HSBC has this global operation commitment strategy. One of them is break-up. Theoretically, it could strengthen the bank’s commitment in its global operation, but analysts do not agree. Break-up of the bank could inflict massive cost and risk. Worse, this strategy may not deliver the desired valuation for the bank’s prized Asian assets.
Based on the media, Ping An, China’s biggest insurer, is HSBC’s largest shareholder. It owns 8.2% stake. The firm expects the London-listed bank to spin off its Asian operations. Ping An believes that it could lead to high profit, lower capital requirements, and high valuation for the shares. It includes the £8.5bn of owned shares.
Barclays analysts also added that either break-up, lower earnings, and sizable upfront could create a loss of value for HSBC’s shareholders. Plus, an analyst at Credit Suisse argued that a spin-off of the Asia-Pacific operation creates value. But it could turn into a complex, risky, and lengthy.

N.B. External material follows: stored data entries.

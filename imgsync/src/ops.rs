//! Building job batches from CLI selections.

use std::sync::Arc;

use anyhow::Context;

use common::endpoint::Endpoint;
use common::image::Image;
use common::job::Job;
use endpoint::Host;

/// Current image inventory of an endpoint, sorted by name for display.
pub fn list_images_sorted(endpoint: &dyn Endpoint) -> anyhow::Result<Vec<Image>> {
    let mut images = endpoint
        .list_images()
        .context("failed listing images")?;
    images.sort_by(|a, b| a.name().cmp(b.name()));
    Ok(images)
}

/// Resolve image name selectors against a host's current listing. An empty
/// selector list means every image on the host.
pub fn select_images(endpoint: &dyn Endpoint, names: &[String]) -> anyhow::Result<Vec<Image>> {
    let images = list_images_sorted(endpoint)?;
    if names.is_empty() {
        return Ok(images);
    }
    names
        .iter()
        .map(|name| {
            images
                .iter()
                .find(|image| image.name() == name)
                .cloned()
                .with_context(|| format!("image {name:?} not found on host"))
        })
        .collect()
}

/// One save job per selected image, writing archives into `output_dir`.
pub fn save_jobs(
    host: &Host,
    images: Vec<Image>,
    output_dir: std::path::PathBuf,
) -> anyhow::Result<Vec<Arc<Job>>> {
    let endpoint = host.endpoint()?;
    Ok(images
        .into_iter()
        .map(|image| {
            Arc::new(Job::save(
                Arc::clone(&endpoint),
                image,
                output_dir.clone(),
            ))
        })
        .collect())
}

/// One load job per archive file.
pub fn load_jobs(host: &Host, files: Vec<std::path::PathBuf>) -> anyhow::Result<Vec<Arc<Job>>> {
    let endpoint = host.endpoint()?;
    Ok(files
        .into_iter()
        .map(|path| Arc::new(Job::load(path, Arc::clone(&endpoint))))
        .collect())
}

/// One sync job per selected image. Syncing a host onto itself is rejected
/// here, before any job exists.
pub fn sync_jobs(
    source: &Host,
    images: Vec<Image>,
    target: &Host,
) -> anyhow::Result<Vec<Arc<Job>>> {
    if source == target {
        anyhow::bail!(
            "source and target host are the same ({:?})",
            source.name()
        );
    }
    let source_endpoint = source.endpoint()?;
    let target_endpoint = target.endpoint()?;
    Ok(images
        .into_iter()
        .map(|image| {
            Arc::new(Job::sync(
                Arc::clone(&source_endpoint),
                image,
                Arc::clone(&target_endpoint),
                target.name(),
            ))
        })
        .collect())
}
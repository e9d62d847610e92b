// SPDX-FileCopyrightText: 2026 Mashwar Contributors
// SPDX-License-Identifier: MIT OR Apache-2.0

//! WhatsApp messaging adapter.
//!
//! Sends booking confirmations through one of three provider APIs (Twilio,
//! MessageBird, WhatsApp Business Cloud), selected once from configured
//! credentials. With no provider, or when the selected provider rejects a
//! message, the adapter produces a `wa.me` link for manual sending instead
//! of failing.

mod channel;
mod provider;

pub use channel::{RelayOutcome, WhatsAppChannel};
pub use provider::Provider;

Ping An is not the first insurer suggesting break-up strategic restructuring. It is quite successful in its international network, especially in its Hong Kong operations. But the offset of complex networks often plays as independent silos. Its returns lagged major rivals for years allowing it to remain below 10% target.
Asia accounted for 52% of group revenues and 65% of pre-tax profit. Few years ago in 2007, shareholder Knight Vinke Asset Management suggested HSBC not only shut down U.S. operations but also spin off Asian operations. This was to unlock shareholder value. Few years later in 2016, HSBC held a 10-month review about the location of the bank’s headquarters. The discussion touched other problematic sectors, assessing regulations and how to unlock value by restructuring. Then the bank chose London.